[Opening INPUT MATERIAL section]
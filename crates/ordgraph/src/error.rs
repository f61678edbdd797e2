use std::fmt;

pub type Result<T> = std::result::Result<T, Error>;

/// The graph operation that rejected its arguments.
#[derive(Debug, Clone, Copy, PartialEq, Eq, Hash)]
pub enum Operation {
    InsertEdge,
    ReplaceNode,
    MergeReplaceNode,
    EraseEdge,
    IsConnected,
    Weights,
    Connections,
}

impl Operation {
    pub fn name(self) -> &'static str {
        match self {
            Self::InsertEdge => "Graph::insert_edge",
            Self::ReplaceNode => "Graph::replace_node",
            Self::MergeReplaceNode => "Graph::merge_replace_node",
            Self::EraseEdge => "Graph::erase_edge",
            Self::IsConnected => "Graph::is_connected",
            Self::Weights => "Graph::weights",
            Self::Connections => "Graph::connections",
        }
    }
}

impl fmt::Display for Operation {
    fn fmt(&self, f: &mut fmt::Formatter<'_>) -> fmt::Result {
        f.write_str(self.name())
    }
}

/// Precondition violations. The graph is left untouched when one is returned.
#[derive(Debug, Clone, PartialEq, Eq, thiserror::Error)]
pub enum Error {
    #[error("cannot call {op} when either src or dst node does not exist in the graph")]
    MissingEndpoint { op: Operation },

    #[error("cannot call {op} on a node that does not exist in the graph")]
    MissingNode { op: Operation },

    #[error("cannot call {op} on old or new data if they don't exist in the graph")]
    MissingOperand { op: Operation },
}

impl Error {
    pub fn operation(&self) -> Operation {
        match self {
            Self::MissingEndpoint { op }
            | Self::MissingNode { op }
            | Self::MissingOperand { op } => *op,
        }
    }
}
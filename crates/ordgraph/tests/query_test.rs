use ordgraph::{Error, Graph, Operation};

fn sample() -> Graph<String, i32> {
    let mut g = Graph::from(["how", "are", "you?"].map(String::from));
    g.insert_edge("how", "you?", 1).unwrap();
    g.insert_edge("how", "are", 5).unwrap();
    g.insert_edge("how", "you?", -3).unwrap();
    g.insert_edge("you?", "how", 1).unwrap();
    g
}

#[test]
fn nodes_are_sorted() {
    let g = sample();
    assert_eq!(g.nodes(), vec!["are", "how", "you?"]);
    assert!(g.is_node("are"));
    assert!(!g.is_node("who"));
}

#[test]
fn is_connected_checks_direction() {
    let g = sample();
    assert!(g.is_connected("how", "you?").unwrap());
    assert!(g.is_connected("you?", "how").unwrap());
    assert!(!g.is_connected("are", "how").unwrap());

    let err = g.is_connected("how", "who").unwrap_err();
    assert_eq!(
        err,
        Error::MissingEndpoint {
            op: Operation::IsConnected
        }
    );
    assert_eq!(
        err.to_string(),
        "cannot call Graph::is_connected when either src or dst node does not exist in the graph"
    );
}

#[test]
fn weights_are_sorted_and_scoped_to_one_pair() {
    let g = sample();
    assert_eq!(g.weights("how", "you?").unwrap(), vec![-3, 1]);
    assert_eq!(g.weights("how", "are").unwrap(), vec![5]);
    assert!(g.weights("are", "how").unwrap().is_empty());
    assert_eq!(
        g.weights("who", "how").unwrap_err().operation(),
        Operation::Weights
    );
}

#[test]
fn connections_are_distinct_and_sorted() {
    let g = sample();
    assert_eq!(g.connections("how").unwrap(), vec!["are", "you?"]);
    assert!(g.connections("are").unwrap().is_empty());

    let err = g.connections("who").unwrap_err();
    assert_eq!(
        err,
        Error::MissingNode {
            op: Operation::Connections
        }
    );
    assert_eq!(
        err.to_string(),
        "cannot call Graph::connections on a node that does not exist in the graph"
    );
}

#[test]
fn find_locates_exact_edges() {
    let g = sample();
    let it = g.find("how", "you?", &1);
    assert_ne!(it, g.end());
    let edge = g.edge_at(it).unwrap();
    assert_eq!(
        (edge.from.as_str(), edge.to.as_str(), edge.weight),
        ("how", "you?", 1)
    );

    assert_eq!(g.find("how", "you?", &2), g.end());
    assert_eq!(g.find("who", "you?", &1), g.end());
    assert_eq!(g.find("how", "who", &1), g.end());
}

#[test]
fn empty_graph_queries() {
    let g: Graph<i32, i32> = Graph::new();
    assert!(g.nodes().is_empty());
    assert_eq!(g.iter().count(), 0);
    assert_eq!(g.find(&1, &1, &1), g.end());
    assert!(g.connections(&1).is_err());
}
use ordgraph::{Edge, Graph};

#[test]
fn display_lists_nodes_and_edges_in_order() {
    let mut g: Graph<i32, i32> = Graph::from([4, 2, 3]);
    g.insert_edge(&4, &2, 1).unwrap();
    g.insert_edge(&4, &2, -1).unwrap();
    g.insert_edge(&2, &3, 0).unwrap();
    assert_eq!(
        g.to_string(),
        "2 (\n  3 | 0\n)\n3 (\n)\n4 (\n  2 | -1\n  2 | 1\n)\n"
    );
}

#[test]
fn empty_graph_displays_as_empty_string() {
    let g: Graph<i32, i32> = Graph::new();
    assert_eq!(g.to_string(), "");
}

#[test]
fn debug_lists_nodes_and_edges() {
    let mut g: Graph<i32, char> = Graph::from([1, 2]);
    g.insert_edge(&1, &2, 'x').unwrap();
    let text = format!("{g:?}");
    assert!(text.starts_with("Graph { nodes: [1, 2], edges: ["));
    assert!(text.contains("Edge { from: 1, to: 2, weight: 'x' }"));
}

#[test]
fn equality_ignores_insertion_order_and_identity() {
    let mut a: Graph<&str, i32> = Graph::from(["x", "y"]);
    a.insert_edge(&"x", &"y", 1).unwrap();
    a.insert_edge(&"y", &"x", 2).unwrap();

    let mut b: Graph<&str, i32> = Graph::new();
    b.insert_node("y");
    b.insert_node("x");
    b.insert_edge(&"y", &"x", 2).unwrap();
    b.insert_edge(&"x", &"y", 1).unwrap();

    assert_eq!(a, b);
    b.erase_edge(&"x", &"y", &1).unwrap();
    assert_ne!(a, b);
}

#[test]
fn equality_sees_isolated_nodes() {
    let a: Graph<i32, i32> = Graph::from([1, 2]);
    let b: Graph<i32, i32> = Graph::from([1, 3]);
    assert_ne!(a, b);
    assert_ne!(a, Graph::from([1]));
}

#[test]
fn edges_order_like_the_graph() {
    let mut edges = vec![
        Edge::new(2, 1, 'a'),
        Edge::new(1, 3, 'a'),
        Edge::new(1, 2, 'b'),
        Edge::new(1, 2, 'a'),
    ];
    edges.sort();
    assert_eq!(
        edges,
        vec![
            Edge::from((1, 2, 'a')),
            Edge::from((1, 2, 'b')),
            Edge::from((1, 3, 'a')),
            Edge::from((2, 1, 'a')),
        ]
    );
}

#[test]
fn graph_iterates_by_reference() {
    let mut g: Graph<i32, i32> = Graph::from([1, 2]);
    g.insert_edge(&1, &2, 7).unwrap();
    g.insert_edge(&2, &1, 8).unwrap();
    let mut total = 0;
    for edge in &g {
        total += *edge.weight;
    }
    assert_eq!(total, 15);
}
[Closing INPUT MATERIAL section]
### REQUIRED WORK
Reprint exactly the lines above that start at the one with "let a: Graph<i32, i32>" and end at the one with "assert_eq!(total, 15);", keeping both and adding none.

### SOLUTION FOR THIS EXERCISE
    let a: Graph<i32, i32> = Graph::from([1, 2]);
    let b: Graph<i32, i32> = Graph::from([1, 3]);
    assert_ne!(a, b);
    assert_ne!(a, Graph::from([1]));
}

#[test]
fn edges_order_like_the_graph() {
    let mut edges = vec![
        Edge::new(2, 1, 'a'),
        Edge::new(1, 3, 'a'),
        Edge::new(1, 2, 'b'),
        Edge::new(1, 2, 'a'),
    ];
    edges.sort();
    assert_eq!(
        edges,
        vec![
            Edge::from((1, 2, 'a')),
            Edge::from((1, 2, 'b')),
            Edge::from((1, 3, 'a')),
            Edge::from((2, 1, 'a')),
        ]
    );
}

#[test]
fn graph_iterates_by_reference() {
    let mut g: Graph<i32, i32> = Graph::from([1, 2]);
    g.insert_edge(&1, &2, 7).unwrap();
    g.insert_edge(&2, &1, 8).unwrap();
    let mut total = 0;
    for edge in &g {
        total += *edge.weight;
    }
    assert_eq!(total, 15);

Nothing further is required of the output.